Courageux ? Il ouvre le portail et part. Il roule, dépasse une maison, le ponton, un bateau et arrive sur la plage. Du haut d’une falaise, un mouton lève la tête et l’observe. On prend du recul alors pour voir l’intégralité de la scène, figée dans le temps dans une vignette qui prend toute sa place : la moitié de la page. On voit ce petit vélo rouler devant l’immensité de l’océan, des nuages et de la plage. On respire alors.
Puis le champ se rétrécit à nouveau. Les vignettes reprennent leur taille initiale, des carrés de moins de 3 centimètres de côté et on observe ce petit garçon continuer à vaquer à ses occupations et ainsi de suite.
L’auteur zoome et dézoome sans cesse ; positionne l’objectif sur des petits riens qui pourraient sembler anodins, mais qui, collés les uns à la suite des autres, racontent des histoires.
Deux enfants décident de monter sur le toit de leur maison. Il regardent alors la vie autour d’eux. Un voisin passe la tondeuse. Un cycliste tombe de vélo sur plusieurs vignettes, des oiseaux s’envolent sur deux pages, et toute l’existence se déplie simplement devant nous. Nous sommes à la place de ces enfants. Nous devenons spectateurs. Nous sommes happés par cet univers, parce qu’il a réussi à nous plonger dedans.
Un oiseau se pose sur une antenne : nous entrons dans la maison par le poste de télévision. Nous suivons les scènes d’un film pour ressortir ensuite.
Et comme dans la réalité, un des enfants sort sa console de jeux vidéos portable et d’un coup son champ se rétrécit pour se réduire à quelques bip bip. L’autre continue à observer le théâtre qui s’offre à lui. L’un verra le Game Over sur son minuscule écran. L’autre aura observé un majestueux coucher de soleil inonder de lumière l’espace autour de lui. Pour l’autre, c’est déjà trop tard. La nuit tombe, il est temps de rentrer.

Ainsi, Jon McNaught nous offre la possibilité de nous évader quand nous le souhaitons au travers de ses ouvrages, mais aussi, peut-être, d’accepter de nous rendre compte qu’à tout moment, il est possible de le faire n’importe où.
Il n’y a sans doute pas de bon moment. Simplement la vie qui se déroule et qu’on peut observer à loisir pour, de temps à autre, être émerveillé, tout simplement, avant de retourner à nos activités.

Il est 11 h 18.

Je cligne des yeux. J’entends à nouveau le monde autour de moi. J’ai la nuque un peu engourdie. Je m’étire et respire un grand coup. Je pense que j’ai oublié de dire que les deux ouvrages sont similaires dans leur approche et valent tous les deux le détour. Mais ça vous l’aviez compris.
Et je rajoute également que pour un amateur de la chose graphique, ces ouvrages empliront votre coeur d’une grande reconnaissance : un arc-en-ciel de situations en si peu de teintes. Des motifs pour exprimer les volumes et les lumières. Le trait pour outil principal. La géométrie pour alliée. L’humanité de l’imperfection dans le geste qui donne envie soi même d’essayer. Comment fait-il ? C’est un artiste.

Il est 11 h 20.

Mon chat miaule. Son poil est d’un roux flamboyant. Il enroule sa queue autour de ma jambe. Sans doute souhaite-t-il un câlin ? Ou alors... Il a encore faim.

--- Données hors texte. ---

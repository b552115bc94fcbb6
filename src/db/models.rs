//! Row and write models for the catalog/quotation tables
//!
//! Read models decode straight from SQL rows (`FromRow`) and serialize
//! with the column names the wire contract exposes. Write models carry
//! already-validated input into the ingest transaction.

use chrono::NaiveDate;
use rust_decimal::Decimal;
use serde::Serialize;
use sqlx::FromRow;

/// Stored `referencia` is capped at this many characters.
pub const MAX_REFERENCE_LEN: usize = 60;

// =============================================================================
// Catalog (inv_items)
// =============================================================================

/// Catalog listing row
#[derive(Debug, Clone, Serialize, FromRow)]
pub struct SkuSummary {
    pub item: String,
}

/// Single catalog item detail
#[derive(Debug, Clone, Serialize, FromRow)]
pub struct SkuDetail {
    pub id: i64,
    pub item: String,
    pub nombre: Option<String>,
}

// =============================================================================
// Quotations (cotizaciones / itemsxcotizacion)
// =============================================================================

/// Quotation listing row
#[derive(Debug, Clone, Serialize, FromRow)]
pub struct QuoteSummary {
    pub id: i64,
    pub fecha: Option<NaiveDate>,
    pub referencia: Option<String>,
    pub nombrecliente: Option<String>,
    pub email: Option<String>,
    pub idcotizacionweb: Option<i64>,
}

/// Quotation header as returned by the detail endpoint
#[derive(Debug, Clone, Serialize, FromRow)]
pub struct QuoteHeader {
    pub id: i64,
    pub fecha: Option<NaiveDate>,
    pub referencia: Option<String>,
    pub nombrecliente: Option<String>,
    pub email: Option<String>,
    pub telefonos: Option<String>,
    pub idcotizacionweb: Option<i64>,
}

/// Line item row joined against the catalog for sku / product name
#[derive(Debug, Clone, Serialize, FromRow)]
pub struct QuoteItemRow {
    pub id: i64,
    pub iditem: Option<i64>,
    pub nombre: Option<String>,
    pub cantidad: f64,
    pub precioventa: f64,
    pub porcentajedescuento: f64,
    pub iva: f64,
    pub detalle: Option<String>,
    pub sku: Option<String>,
    pub nombre_producto: Option<String>,
}

/// Header plus items, the detail endpoint payload
#[derive(Debug, Clone, Serialize)]
pub struct QuoteDetail {
    pub cotizacion: QuoteHeader,
    pub items: Vec<QuoteItemRow>,
}

// =============================================================================
// Order ingestion input
// =============================================================================

/// Validated order payload, ready for the ingest transaction.
#[derive(Debug, Clone)]
pub struct NewQuote {
    pub order_id: i64,
    pub customer_name: String,
    pub customer_phone: String,
    pub customer_email: String,
    pub reference: Option<String>,
    pub items: Vec<NewQuoteItem>,
}

#[derive(Debug, Clone)]
pub struct NewQuoteItem {
    pub sku: String,
    pub name: String,
    pub qty: Decimal,
    pub price: Decimal,
    pub discount: Decimal,
}

impl NewQuote {
    /// The `referencia` actually stored: the caller's reference when
    /// non-empty, otherwise `COT. PARA <customer>`, truncated to
    /// [`MAX_REFERENCE_LEN`] characters.
    pub fn effective_reference(&self) -> String {
        let base = match self.reference.as_deref().map(str::trim) {
            Some(r) if !r.is_empty() => r.to_string(),
            _ => format!("COT. PARA {}", self.customer_name),
        };
        base.chars().take(MAX_REFERENCE_LEN).collect()
    }

    /// Distinct trimmed SKUs in first-seen order, for the bulk catalog
    /// lookup. Whitespace-only SKUs collapse to the empty string and fail
    /// resolution downstream.
    pub fn distinct_skus(&self) -> Vec<String> {
        let mut seen: Vec<String> = Vec::new();
        for item in &self.items {
            let sku = item.sku.trim();
            if !seen.iter().any(|s| s == sku) {
                seen.push(sku.to_string());
            }
        }
        seen
    }
}

/// Result of the order ingestion transaction.
#[derive(Debug, Clone, Copy, PartialEq, Eq)]
pub enum IngestOutcome {
    /// A new quotation was created with `items` line items.
    Created { id: i64, items: usize },
    /// The order id had already been ingested; `id` is the stored
    /// quotation id.
    AlreadyExists { id: i64 },
}

#[cfg(test)]
mod tests {
    use super::*;

    fn make_quote(reference: Option<&str>, skus: &[&str]) -> NewQuote {
        NewQuote {
            order_id: 1001,
            customer_name: "Ana María".to_string(),
            customer_phone: String::new(),
            customer_email: "a@x.com".to_string(),
            reference: reference.map(str::to_string),
            items: skus
                .iter()
                .map(|sku| NewQuoteItem {
                    sku: sku.to_string(),
                    name: "Widget".to_string(),
                    qty: Decimal::ONE,
                    price: Decimal::TEN,
                    discount: Decimal::ZERO,
                })
                .collect(),
        }
    }

    #[test]
    fn test_reference_defaults_to_customer_name() {
        let quote = make_quote(None, &["ABC"]);
        assert_eq!(quote.effective_reference(), "COT. PARA Ana María");
    }

    #[test]
    fn test_empty_reference_falls_back() {
        let quote = make_quote(Some("   "), &["ABC"]);
        assert_eq!(quote.effective_reference(), "COT. PARA Ana María");
    }

    #[test]
    fn test_reference_is_truncated_to_60_chars() {
        let long = "R".repeat(80);
        let quote = make_quote(Some(&long), &["ABC"]);
        assert_eq!(quote.effective_reference().chars().count(), 60);
    }

    #[test]
    fn test_truncation_counts_chars_not_bytes() {
        let long = "ñ".repeat(70);
        let quote = make_quote(Some(&long), &["ABC"]);
        assert_eq!(quote.effective_reference(), "ñ".repeat(60));
    }

    #[test]
    fn test_distinct_skus_dedups_and_trims() {
        let quote = make_quote(None, &["ABC", " ABC ", "DEF", "ABC"]);
        assert_eq!(quote.distinct_skus(), vec!["ABC", "DEF"]);
    }

    #[test]
    fn test_distinct_skus_preserves_first_seen_order() {
        let quote = make_quote(None, &["ZZZ", "AAA", "MMM"]);
        assert_eq!(quote.distinct_skus(), vec!["ZZZ", "AAA", "MMM"]);
    }
}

Birchfield Close, Jon McNaught, Éditions Nobrow, 2010, 38 pages
Pebble Island, Jon McNaught, Éditions Nobrow, 2011

En anglais (pour le peu de textes ce n’est pas vraiment grave) sur le site de Nobrow
Ou en français chez Dargaud


François Nicaise

(Images tirées des sites : fnac.com, bookdepository.com et nobrow.net)

Humeur musicale lors de la publication de ce texte : Françoiz Breut, Zoo (2016)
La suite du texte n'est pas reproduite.